En consecuencia, nos parece profundamente doloroso que nuestro país albergue, como producto del conflicto interno, el 10% de la población desplazada del mundo entero y, al mismo tiempo, alentamos ideas de venganza y justicia por la propia mano. Nos  aterramos con las historias de muerte que hay detrás de cada narcotraficante “exitoso”, pero ahorramos plata comprando barato en los negocios donde se lava el dinero. Nos parece triste que las familias se desintegren, pero usamos la crítica y el castigo como maneras de relación en la intimidad. ¿Será que podemos abrir los ojos y tener el valor para vivir de manera congruente?

Un padre de familia me decía: “Quería que mi hijo tuviera un buen futuro, que fuera un hombre responsable y autónomo, por eso fui estricto con el. Le exigí que se quedara en el mejor colegio, le indiqué la carrera que debía seguir, lo separé de una novia inconveniente. Y ahora no entiendo nada, con toda esa preparación, con un futuro brillante entre las manos, se encerró en una finca y no quiere hacer nada”.

Al parecer, nada más lógico y loable que escoger lo mejor para su hijo.
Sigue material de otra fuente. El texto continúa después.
// SPDX-License-Identifier: BUSL-1.1
// Copyright (c) 2026 Alfred Jean LLC

//! `gt nudge` - deliver a message into an agent's pane

use crate::app::App;
use anyhow::{bail, Result};
use clap::{Args, ValueEnum};
use gt_engine::{DeliveryOutcome, NudgeMode, NudgePipeline, NudgePriority, NudgeRequest};
use std::io::Read;

#[derive(Debug, Clone, Copy, ValueEnum, Default)]
pub enum ModeArg {
    #[default]
    Immediate,
    Queue,
    WaitIdle,
}

impl From<ModeArg> for NudgeMode {
    fn from(mode: ModeArg) -> Self {
        match mode {
            ModeArg::Immediate => NudgeMode::Immediate,
            ModeArg::Queue => NudgeMode::Queue,
            ModeArg::WaitIdle => NudgeMode::WaitIdle,
        }
    }
}

#[derive(Debug, Clone, Copy, ValueEnum, Default)]
pub enum PriorityArg {
    #[default]
    Normal,
    Urgent,
}

impl From<PriorityArg> for NudgePriority {
    fn from(priority: PriorityArg) -> Self {
        match priority {
            PriorityArg::Normal => NudgePriority::Normal,
            PriorityArg::Urgent => NudgePriority::Urgent,
        }
    }
}

#[derive(Args)]
pub struct NudgeArgs {
    /// Agent address, `rig/name` short form, or `channel:<name>`
    pub target: String,

    /// Message text
    #[arg(short, long)]
    pub message: Option<String>,

    /// Read the message from stdin
    #[arg(long, conflicts_with = "message")]
    pub stdin: bool,

    /// Bypass do-not-disturb
    #[arg(long)]
    pub force: bool,

    /// Suppress unless the caller's session is fresh
    #[arg(long)]
    pub if_fresh: bool,

    /// Delivery mode
    #[arg(long, value_enum, default_value_t)]
    pub mode: ModeArg,

    /// Message priority
    #[arg(long, value_enum, default_value_t)]
    pub priority: PriorityArg,
}

pub async fn handle(args: NudgeArgs) -> Result<()> {
    let message = match (&args.message, args.stdin) {
        (Some(message), _) => message.clone(),
        (None, true) => {
            let mut buf = String::new();
            std::io::stdin().read_to_string(&mut buf)?;
            buf.trim_end().to_string()
        }
        (None, false) => bail!("pass -m <msg> or --stdin"),
    };
    if message.is_empty() {
        bail!("empty message");
    }

    let app = App::load()?;
    let caller = crate::env::role_context();
    let caller_session = gt_core::address::AgentAddress::from_role_context(&caller)
        .map(|addr| addr.session_name(app.town.name()));

    let request = NudgeRequest {
        target: args.target.clone(),
        message,
        sender: caller.actor(),
        mode: args.mode.into(),
        priority: args.priority.into(),
        force: args.force,
        if_fresh: args.if_fresh,
        caller_session,
        rig_context: crate::env::rig_context(),
    };

    let pipeline = NudgePipeline::new(app.tracker.clone(), app.sessions.clone(), app.town.clone());
    match pipeline.deliver(&request).await? {
        DeliveryOutcome::Delivered => println!("delivered to {}", args.target),
        DeliveryOutcome::Queued => println!("queued for {}", args.target),
        DeliveryOutcome::DndSkipped => println!("{} is muted; not delivered", args.target),
        DeliveryOutcome::Suppressed => println!("suppressed (--if-fresh)"),
        DeliveryOutcome::Channel(results) => {
            for (target, outcome) in results {
                let verb = match outcome {
                    DeliveryOutcome::Delivered => "delivered",
                    DeliveryOutcome::Queued => "queued",
                    DeliveryOutcome::DndSkipped => "muted",
                    _ => "skipped",
                };
                println!("{}: {}", target, verb);
            }
        }
    }
    Ok(())
}

#[cfg(test)]
#[path = "nudge_tests.rs"]
mod tests;
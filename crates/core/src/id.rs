// SPDX-License-Identifier: BUSL-1.1
// Copyright (c) 2026 Alfred Jean LLC

//! Bead-id shape helpers and cross-store reference envelopes.
//!
//! Bead ids are `<prefix>-<tail>` strings minted by the external tracker.
//! The prefix routes the id to a store (see the routes table); the tail is
//! either a standard 5-character hash or a role/name segment for agent
//! beads. Nothing here touches the tracker; these are pure string rules.

/// Envelope marker for dependency references that cross store boundaries.
const EXTERNAL_MARKER: &str = "external:";

/// Trait for truncating identifiers to a short prefix.
pub trait ShortId {
    /// Returns a string slice truncated to at most `n` characters.
    fn short(&self, n: usize) -> &str;
}

impl ShortId for str {
    fn short(&self, n: usize) -> &str {
        if self.len() <= n {
            self
        } else {
            &self[..n]
        }
    }
}

/// Extract the routing prefix of a bead id, including the trailing dash.
///
/// `"gt-abc12"` → `Some("gt-")`. Returns `None` when there is no dash or
/// the head before the first dash is empty.
pub fn extract_prefix(id: &str) -> Option<&str> {
    let dash = id.find('-')?;
    if dash == 0 {
        return None;
    }
    Some(&id[..=dash])
}

/// Whether a string has the shape of a tracker bead id.
///
/// A short lowercase-alphabetic prefix (1-5 chars), a dash, and a
/// non-empty tail of alphanumerics, dots, and dashes. Both agent beads
/// (`gt-gastown-witness`) and standard hashes (`gt-abc12`) match; plain
/// role words ("mayor"), addresses ("deacon/dogs"), and uppercase or
/// numeric prefixes do not.
pub fn looks_like_bead_id(s: &str) -> bool {
    let Some(dash) = s.find('-') else {
        return false;
    };
    let (head, tail) = (&s[..dash], &s[dash + 1..]);
    if head.is_empty() || head.len() > 5 || tail.is_empty() {
        return false;
    }
    head.chars().all(|c| c.is_ascii_lowercase())
        && tail
            .chars()
            .all(|c| c.is_ascii_alphanumeric() || c == '.' || c == '-')
}

/// Whether `s` is a standard tracker short hash: exactly 5 lowercase
/// alphanumerics.
///
/// This is the disambiguator between hash tails and role/name tails when
/// inferring identities from the issues log.
pub fn is_standard_bead_hash(s: &str) -> bool {
    s.len() == 5
        && s.chars()
            .all(|c| c.is_ascii_lowercase() || c.is_ascii_digit())
}

/// Wrap a bead id in the cross-store reference envelope.
///
/// `"gt-abc12"` → `"external:gt:gt-abc12"`. Already-wrapped ids pass
/// through unchanged, so the function is idempotent. Ids without a prefix
/// are returned unchanged (there is nothing to route on).
pub fn format_track_bead_id(id: &str) -> String {
    if id.starts_with(EXTERNAL_MARKER) {
        return id.to_string();
    }
    match extract_prefix(id) {
        Some(prefix) => format!(
            "{}{}:{}",
            EXTERNAL_MARKER,
            prefix.trim_end_matches('-'),
            id
        ),
        None => id.to_string(),
    }
}

/// Strip the cross-store envelope from a reference, if present.
///
/// `"external:gt:gt-abc12"` → `"gt-abc12"`; raw ids pass through. The
/// inverse of [`format_track_bead_id`] for any id carrying a prefix.
pub fn extract_issue_id(s: &str) -> &str {
    let Some(rest) = s.strip_prefix(EXTERNAL_MARKER) else {
        return s;
    };
    match rest.find(':') {
        Some(colon) => &rest[colon + 1..],
        None => rest,
    }
}

#[cfg(test)]
#[path = "id_tests.rs"]
mod tests;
Pero es incongruente buscar la autonomía y la responsabilidad por la vía de someter, obligar  o ignorar las preferencias del otro.

 Al detenerse en esta reflexión nuestro padre de familia explicó: “Me daba miedo que se equivocara y que después no tuviera con qué vivir. No me di cuenta de que él tenía un camino propio y que era él quien lo tenía que recorrer”.
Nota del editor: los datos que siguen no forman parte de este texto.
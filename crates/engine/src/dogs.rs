// SPDX-License-Identifier: BUSL-1.1
// Copyright (c) 2026 Alfred Jean LLC

//! The dog pool: reusable cross-rig workers.
//!
//! Dogs are idle-or-working. Dispatch assigns work BEFORE sending mail;
//! a mail-send failure rolls the assignment back so the dog is
//! observably idle again.

use crate::context::TownCtx;
use crate::error::EngineError;
use crate::spawn::names;
use gt_adapters::{CreateOptions, Git, ListFilter, Sessions, Tracker, UpdatePatch};
use gt_core::address::AgentAddress;
use gt_core::bead::{Bead, BeadType};
use std::collections::HashSet;

const STATE_IDLE: &str = "state:idle";
const STATE_WORKING: &str = "state:working";

/// One dog's pool state.
#[derive(Debug, Clone, PartialEq, Eq)]
pub struct DogStatus {
    pub name: String,
    pub working: bool,
    /// The work bead currently assigned, empty when idle.
    pub work: String,
}

/// Manager for the cross-rig dog pool.
#[derive(Clone)]
pub struct DogManager<T: Tracker, S: Sessions, G: Git> {
    tracker: T,
    sessions: S,
    git: G,
    town: TownCtx,
}

/// Outcome of a dispatch.
#[derive(Debug, Clone)]
pub struct DispatchOutcome {
    pub dog: String,
    pub work_bead: String,
    pub mail_bead: String,
    pub created_dog: bool,
}

impl<T: Tracker, S: Sessions, G: Git> DogManager<T, S, G> {
    pub fn new(tracker: T, sessions: S, git: G, town: TownCtx) -> Self {
        Self {
            tracker,
            sessions,
            git,
            town,
        }
    }

    fn dog_bead_id(name: &str) -> String {
        format!("hq-dog-{}", name)
    }

    /// Create a dog with worktrees into every registered rig.
    pub async fn add(&self, name: &str) -> Result<(), EngineError> {
        let address = AgentAddress::Dog {
            name: name.to_string(),
        };
        self.tracker
            .create(&CreateOptions {
                id: Some(Self::dog_bead_id(name)),
                title: format!("dog {}", name),
                bead_type: BeadType::Agent,
                assignee: Some(address.to_string()),
                labels: vec![STATE_IDLE.to_string()],
                ..Default::default()
            })
            .await?;

        let mut created = Vec::new();
        for rig in self.town.rig_names() {
            let repo = self.town.paths().rig_repo(&rig);
            let worktree = self.town.paths().dog_worktree(name, &rig);
            let config = self.town.rig_config(&rig)?;
            let branch = format!("dog/{}", name);
            match self
                .git
                .worktree_add(&repo, &worktree, &branch, &config.default_branch)
                .await
            {
                Ok(()) => created.push((repo, worktree)),
                Err(err) => {
                    // Both-or-none: unwind the worktrees and the bead.
                    for (repo, worktree) in created {
                        let _ = self.git.worktree_remove(&repo, &worktree, true).await;
                    }
                    let _ = self.tracker.close(&Self::dog_bead_id(name), true).await;
                    return Err(err.into());
                }
            }
        }
        Ok(())
    }

    /// Remove a dog. Working dogs need force.
    pub async fn remove(&self, name: &str, force: bool) -> Result<(), EngineError> {
        let bead = self.tracker.show(&Self::dog_bead_id(name), true).await?;
        if bead.has_label(STATE_WORKING) && !force {
            return Err(EngineError::Conflict(format!(
                "dog {} is working; pass --force to remove anyway",
                name
            )));
        }

        let address = AgentAddress::Dog {
            name: name.to_string(),
        };
        let _ = self
            .sessions
            .kill_session(&address.session_name(self.town.name()))
            .await;
        for rig in self.town.rig_names() {
            let repo = self.town.paths().rig_repo(&rig);
            let worktree = self.town.paths().dog_worktree(name, &rig);
            let _ = self.git.worktree_remove(&repo, &worktree, true).await;
        }
        self.tracker.close(&Self::dog_bead_id(name), true).await?;
        Ok(())
    }

    /// All dogs in the pool.
    pub async fn list(&self) -> Result<Vec<DogStatus>, EngineError> {
        let filter = ListFilter::default().bead_type(BeadType::Agent);
        let beads = self.tracker.list(&filter).await?;
        Ok(beads
            .iter()
            .filter(|b| b.status.is_active())
            .filter_map(|b| {
                let name = b.id.strip_prefix("hq-dog-")?;
                Some(DogStatus {
                    name: name.to_string(),
                    working: b.has_label(STATE_WORKING),
                    work: b.hook_bead.clone().unwrap_or_default(),
                })
            })
            .collect())
    }

    /// Dispatch a plugin run to an idle dog.
    ///
    /// Order is mandated: assign work, then send mail; a mail failure
    /// triggers a compensating clear so the dog ends idle with no work.
    pub async fn dispatch(
        &self,
        plugin: &str,
        rig: Option<&str>,
        dog: Option<&str>,
        create: bool,
    ) -> Result<DispatchOutcome, EngineError> {
        if let Some(rig) = rig {
            self.verify_plugin(rig, plugin)?;
        }

        let (name, created_dog) = self.pick_dog(dog, create).await?;
        let dog_bead = Self::dog_bead_id(&name);

        // Work record for this dispatch.
        let work = self
            .tracker
            .create(&CreateOptions {
                title: format!("plugin: {}", plugin),
                description: match rig {
                    Some(rig) => format!("plugin: {}\nrig: {}", plugin, rig),
                    None => format!("plugin: {}", plugin),
                },
                bead_type: BeadType::Task,
                labels: vec![format!("plugin:{}", plugin)],
                ephemeral: true,
                ..Default::default()
            })
            .await?;

        // Assign before mail.
        self.assign_work(&dog_bead, &work.id).await?;

        // Mail the dog; failure rolls the assignment back.
        let address = AgentAddress::Dog { name: name.clone() };
        let mail = self
            .tracker
            .create(&CreateOptions {
                title: format!("dispatch {}", plugin),
                description: format!("work: {}", work.id),
                bead_type: BeadType::Message,
                assignee: Some(address.to_string()),
                ephemeral: true,
                ..Default::default()
            })
            .await;
        let mail = match mail {
            Ok(mail) => mail,
            Err(err) => {
                self.clear_work(&dog_bead).await;
                let _ = self.tracker.close(&work.id, true).await;
                return Err(err.into());
            }
        };

        Ok(DispatchOutcome {
            dog: name,
            work_bead: work.id,
            mail_bead: mail.id,
            created_dog,
        })
    }

    /// Mark a dog's work done and return it to the idle pool.
    pub async fn done(&self, name: &str) -> Result<(), EngineError> {
        let dog_bead = Self::dog_bead_id(name);
        let bead = self.tracker.show(&dog_bead, true).await?;
        if let Some(work) = &bead.hook_bead {
            let _ = self.tracker.close(work, false).await;
        }
        self.clear_work(&dog_bead).await;
        Ok(())
    }

    async fn pick_dog(
        &self,
        requested: Option<&str>,
        create: bool,
    ) -> Result<(String, bool), EngineError> {
        if let Some(name) = requested {
            let bead = self.tracker.show(&Self::dog_bead_id(name), true).await?;
            if bead.has_label(STATE_WORKING) {
                return Err(EngineError::Conflict(format!("dog {} is working", name)));
            }
            return Ok((name.to_string(), false));
        }

        let dogs = self.list().await?;
        if let Some(idle) = dogs.iter().find(|d| !d.working) {
            return Ok((idle.name.clone(), false));
        }
        if !create {
            return Err(EngineError::NotFound(
                "no idle dog (pass --create to add one)".to_string(),
            ));
        }
        let in_use: HashSet<String> = dogs.into_iter().map(|d| d.name).collect();
        let name = names::allocate(&in_use);
        self.add(&name).await?;
        Ok((name, true))
    }

    async fn assign_work(&self, dog_bead: &str, work: &str) -> Result<(), EngineError> {
        self.tracker.set_hook_slot(dog_bead, Some(work)).await?;
        let patch = UpdatePatch::default()
            .remove_label(STATE_IDLE)
            .add_label(STATE_WORKING);
        self.tracker.update(dog_bead, &patch).await?;
        Ok(())
    }

    /// Compensating write: idle state, empty work. Best-effort by
    /// design; the rollback itself must not mask the primary error.
    async fn clear_work(&self, dog_bead: &str) {
        if let Err(err) = self.tracker.set_hook_slot(dog_bead, None).await {
            tracing::warn!(dog = dog_bead, error = %err, "failed to clear dog work slot");
        }
        let patch = UpdatePatch::default()
            .remove_label(STATE_WORKING)
            .add_label(STATE_IDLE);
        if let Err(err) = self.tracker.update(dog_bead, &patch).await {
            tracing::warn!(dog = dog_bead, error = %err, "failed to mark dog idle");
        }
    }

    fn verify_plugin(&self, rig: &str, plugin: &str) -> Result<(), EngineError> {
        let dir = self.town.paths().rig_dir(rig).join("plugins").join(plugin);
        if dir.exists() {
            Ok(())
        } else {
            Err(EngineError::NotFound(format!(
                "plugin {} in rig {}",
                plugin, rig
            )))
        }
    }

    /// The status of one dog, for `gt dog status`.
    pub async fn status(&self, name: &str) -> Result<(DogStatus, Bead), EngineError> {
        let bead = self.tracker.show(&Self::dog_bead_id(name), true).await?;
        Ok((
            DogStatus {
                name: name.to_string(),
                working: bead.has_label(STATE_WORKING),
                work: bead.hook_bead.clone().unwrap_or_default(),
            },
            bead,
        ))
    }
}

#[cfg(test)]
#[path = "dogs_tests.rs"]
mod tests;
El miedo tiene múltiples formas de nublar la visión. En esta oportunidad se manifestó como incongruencia autoritaria y convirtió a este padre protector en un tirano. Así, desde el afán de controlar el futuro del  hijo, sólo consiguió que este negara todos sus anhelos y finalmente se abandonara en una protesta pasiva.

Y es que cada vez que traicionamos los valores que predicamos, las consecuencias se devolverán sobre nosotros destruyendo lo que pretendimos crear. Es incongruente ordenar la espontaneidad, obligar la libertad, comprar la honradez, sobornar la transparencia, acariciar golpeando.

Sólo podremos salir de la ceguera a la que nos condena la incongruencia cuando el valor reemplace el miedo, cuando el fin no justifique los medios, cuando con firmeza abandonemos cualquier forma de autotraición que parezca una vía rápida hacia nuestras metas.